# duck band



## trigger2 (Dec 6, 2004)

i shot a mallard this weekend near lansing ia. it had a band on it theat i have never seen before. it reads
slsc 2004
po box 9
dalton, mn 56324
#225

anyone ever heard of a band like this? any help or info would be great!


----------



## backwater (Jan 29, 2003)

Looks like a private bander or a club, mail a letter with your info and where and when you shot the bird. They will probably will respond with info on the bird.


----------



## Bob Kellam (Apr 8, 2004)

Way to go Trigger you just shot some kids 4-H project!!!!!  Just kidding!

Dalton MN is not very big maybe you could call the town and ask if anyone has info for you. I would have to guess it was a club that banded it.

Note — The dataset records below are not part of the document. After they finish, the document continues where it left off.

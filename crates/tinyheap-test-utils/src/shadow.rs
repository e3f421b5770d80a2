//! A checking model that drives a real [`Heap`] and cross-examines it.
//!
//! [`ShadowHeap`] keeps its own list of live allocations, stamps every
//! payload with a per-allocation byte pattern, and after every operation
//! asserts:
//!
//! - the chain verifies and spans the arena exactly;
//! - `used + free + header_overhead == total`;
//! - every live allocation is a used block at least as large as requested,
//!   no two live payloads overlap, and no other block is in use;
//! - every live payload still holds its pattern;
//! - a failed allocation really had no free block large enough;
//! - after a defragment no two free blocks are adjacent.
//!
//! Violations panic with the step number and operation, which is what the
//! property tests want.

use tinyheap::{Handle, Heap, HeapConfig, HeapError};

use crate::workload::Op;

struct Live {
    handle: Handle,
    requested: usize,
    seed: u8,
}

/// Per-operation outcome counters.
#[derive(Clone, Copy, Debug, Default, PartialEq, Eq)]
pub struct ShadowStats {
    pub allocs: usize,
    pub alloc_failures: usize,
    pub frees: usize,
    pub reallocs: usize,
    pub realloc_moves: usize,
    pub realloc_failures: usize,
    pub defrags: usize,
    pub merged_headers: usize,
}

pub struct ShadowHeap {
    heap: Heap<Vec<u8>>,
    live: Vec<Live>,
    next_seed: u8,
    step: usize,
    stats: ShadowStats,
}

impl ShadowHeap {
    /// Model over a fresh `capacity`-byte heap with default tuning.
    pub fn new(capacity: usize) -> Self {
        Self::with_config(HeapConfig::new(capacity))
    }

    /// # Panics
    ///
    /// Panics if the heap cannot be initialised with `config`.
    pub fn with_config(config: HeapConfig) -> Self {
        let buffer = vec![0u8; config.capacity];
        let heap = match Heap::init(buffer, config) {
            Ok(heap) => heap,
            Err(e) => panic!("shadow heap init failed: {e}"),
        };
        Self {
            heap,
            live: Vec::new(),
            next_seed: 1,
            step: 0,
            stats: ShadowStats::default(),
        }
    }

    pub fn heap(&self) -> &Heap<Vec<u8>> {
        &self.heap
    }

    pub fn stats(&self) -> ShadowStats {
        self.stats
    }

    pub fn live_count(&self) -> usize {
        self.live.len()
    }

    /// Apply every op in `ops`, checking after each.
    pub fn run(&mut self, ops: impl IntoIterator<Item = Op>) {
        for op in ops {
            self.apply(op);
        }
    }

    /// Apply one op, then check all invariants.
    pub fn apply(&mut self, op: Op) {
        self.step += 1;
        match op {
            Op::Alloc { size } => self.alloc(size, op),
            Op::Free { slot } => self.free(slot),
            Op::Realloc { slot, size } => self.realloc(slot, size, op),
            Op::Defrag => {
                let merged = self.heap.defragment();
                self.stats.defrags += 1;
                self.stats.merged_headers += merged;
                self.check_no_adjacent_free(op);
            }
        }
        self.check(op);
    }

    /// Free everything still live, defragment, and check the heap is back
    /// to a single free block.
    pub fn drain(&mut self) {
        while !self.live.is_empty() {
            self.apply(Op::Free { slot: 0 });
        }
        self.apply(Op::Defrag);
        let blocks: Vec<_> = self.heap.blocks().collect();
        assert_eq!(blocks.len(), 1, "drained heap is not one block: {blocks:?}");
        assert!(blocks[0].is_free);
    }

    fn alloc(&mut self, size: usize, op: Op) {
        match self.heap.allocate(size) {
            Ok(handle) => {
                let seed = self.take_seed();
                self.stamp(handle, size, seed);
                self.live.push(Live {
                    handle,
                    requested: size,
                    seed,
                });
                self.stats.allocs += 1;
            }
            Err(HeapError::OutOfMemory { largest_free, .. }) => {
                let actual = self.heap.report().largest_free;
                assert_eq!(largest_free, actual, "step {}: {op:?}", self.step);
                assert!(
                    actual < size,
                    "step {}: {op:?} failed with a {actual}-byte free block",
                    self.step
                );
                self.stats.alloc_failures += 1;
            }
            Err(e) => panic!("step {}: {op:?} -> unexpected {e}", self.step),
        }
    }

    fn free(&mut self, slot: usize) {
        if self.live.is_empty() {
            return;
        }
        let live = self.live.swap_remove(slot % self.live.len());
        if let Err(e) = self.heap.free(live.handle) {
            panic!("step {}: free {} -> {e}", self.step, live.handle);
        }
        self.stats.frees += 1;
    }

    fn realloc(&mut self, slot: usize, size: usize, op: Op) {
        if self.live.is_empty() {
            return;
        }
        let index = slot % self.live.len();
        let old = self.live[index].handle;
        match self.heap.reallocate(old, size) {
            Ok(handle) => {
                let entry = &mut self.live[index];
                let kept = entry.requested.min(size);
                let seed = entry.seed;
                entry.handle = handle;
                entry.requested = size;
                if handle != old {
                    self.stats.realloc_moves += 1;
                }
                self.stats.reallocs += 1;
                self.check_pattern(handle, kept, seed, op);
                self.stamp(handle, size, seed);
            }
            Err(HeapError::OutOfMemory { .. }) => {
                self.stats.realloc_failures += 1;
            }
            Err(e) => panic!("step {}: {op:?} -> unexpected {e}", self.step),
        }
    }

    fn take_seed(&mut self) -> u8 {
        let seed = self.next_seed;
        self.next_seed = self.next_seed.wrapping_add(37) | 1;
        seed
    }

    fn stamp(&mut self, handle: Handle, len: usize, seed: u8) {
        let step = self.step;
        let payload = match self.heap.payload_mut(handle) {
            Ok(p) => p,
            Err(e) => panic!("step {step}: payload_mut {handle} -> {e}"),
        };
        for (i, b) in payload[..len].iter_mut().enumerate() {
            *b = pattern(seed, i);
        }
    }

    fn check_pattern(&self, handle: Handle, len: usize, seed: u8, op: Op) {
        let payload = match self.heap.payload(handle) {
            Ok(p) => p,
            Err(e) => panic!("step {}: {op:?}: payload {handle} -> {e}", self.step),
        };
        if let Some(i) = (0..len).find(|&i| payload[i] != pattern(seed, i)) {
            panic!(
                "step {}: {op:?}: {handle} byte {i} is {:#04x}, expected {:#04x}",
                self.step,
                payload[i],
                pattern(seed, i)
            );
        }
    }

    fn check(&self, op: Op) {
        let step = self.step;
        if let Err(e) = self.heap.verify() {
            panic!("step {step}: {op:?} left a corrupt chain: {e}");
        }

        let stats = self.heap.report();
        assert_eq!(
            stats.used + stats.free + stats.header_overhead,
            stats.total,
            "step {step}: {op:?} broke byte conservation"
        );
        assert_eq!(
            stats.used_blocks,
            self.live.len(),
            "step {step}: {op:?}: heap and model disagree on live blocks"
        );

        let mut spans: Vec<(usize, usize)> = Vec::with_capacity(self.live.len());
        for live in &self.live {
            let size = match self.heap.try_get_size(live.handle) {
                Ok(size) => size,
                Err(e) => panic!("step {step}: {op:?}: live {} -> {e}", live.handle),
            };
            assert!(
                size >= live.requested,
                "step {step}: {op:?}: {} holds {size} < {}",
                live.handle,
                live.requested
            );
            spans.push((live.handle.offset(), live.handle.offset() + size));
            self.check_pattern(live.handle, live.requested, live.seed, op);
        }
        spans.sort_unstable();
        for pair in spans.windows(2) {
            assert!(
                pair[0].1 <= pair[1].0,
                "step {step}: {op:?}: payloads {:?} and {:?} overlap",
                pair[0],
                pair[1]
            );
        }
    }

    fn check_no_adjacent_free(&self, op: Op) {
        let blocks: Vec<_> = self.heap.blocks().collect();
        for pair in blocks.windows(2) {
            assert!(
                !(pair[0].is_free && pair[1].is_free),
                "step {}: {op:?} left adjacent free blocks at {} and {}",
                self.step,
                pair[0].offset,
                pair[1].offset
            );
        }
    }
}

fn pattern(seed: u8, i: usize) -> u8 {
    seed.wrapping_add((i as u8).wrapping_mul(31))
}

#[cfg(test)]
mod tests {
    use super::*;
    use crate::workload::{generate, WorkloadProfile};

    #[test]
    fn replays_every_profile_cleanly() {
        for profile in WorkloadProfile::ALL {
            let mut shadow = ShadowHeap::new(4096);
            shadow.run(generate(profile, 42, 2000));
            shadow.drain();
        }
    }

    #[test]
    fn tight_arena_exercises_failures() {
        let mut shadow = ShadowHeap::new(512);
        shadow.run(generate(WorkloadProfile::MIXED, 9, 2000));
        let stats = shadow.stats();
        assert!(stats.alloc_failures > 0);
        assert!(stats.allocs > 0);
        shadow.drain();
    }

    #[test]
    fn junk_fill_does_not_disturb_live_data() {
        let config = HeapConfig::new(2048).with_junk_fill(true);
        let mut shadow = ShadowHeap::with_config(config);
        shadow.run(generate(WorkloadProfile::MIXED, 5, 1500));
        shadow.drain();
    }

    #[test]
    fn ops_on_empty_model_are_ignored() {
        let mut shadow = ShadowHeap::new(256);
        shadow.apply(Op::Free { slot: 3 });
        shadow.apply(Op::Realloc { slot: 0, size: 10 });
        assert_eq!(shadow.stats(), ShadowStats::default());
    }
}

Welcome to the site :welcome:

Bob


----------



## Drew Willemsen (Sep 29, 2003)

I would the SC stands for sportsman's club, let us know when you find out, congrats too!!! :beer:


----------



## turkishgold11 (Oct 25, 2004)

Nice work on the band!!

!! Cupped Wings and Blue Skies !! :thumb:


----------



## mallardhunter (May 15, 2004)

:withstupid: Sounds like someone did it themselves.


----------



## purepower (Sep 11, 2004)

my guess is it was probably a local du member????


----------



## jbaincfl (Feb 5, 2003)

Dalton is a small town just south of Fergus Falls just off of 94. They also have a large outdoor store there. A lot of peole in the area get their shells, bigfoots, blinds, etc there. I asume it is a local sportsmen's club.

Mail them the kill info and ask them to mail you back.


----------



## jbaincfl (Feb 5, 2003)

Just talked to my car slesman in Fergus who does a TON of duck and goose hunting in that area and he thinks it is the Stalker Laker Sportsman's Club.

That would make perfect sense as Stalker lake is about 2-4 miles outside of Dalton.


----------



## Ryan_Todd (Apr 11, 2004)

I got my boat from dalton sports in dalton. congrats on the band


----------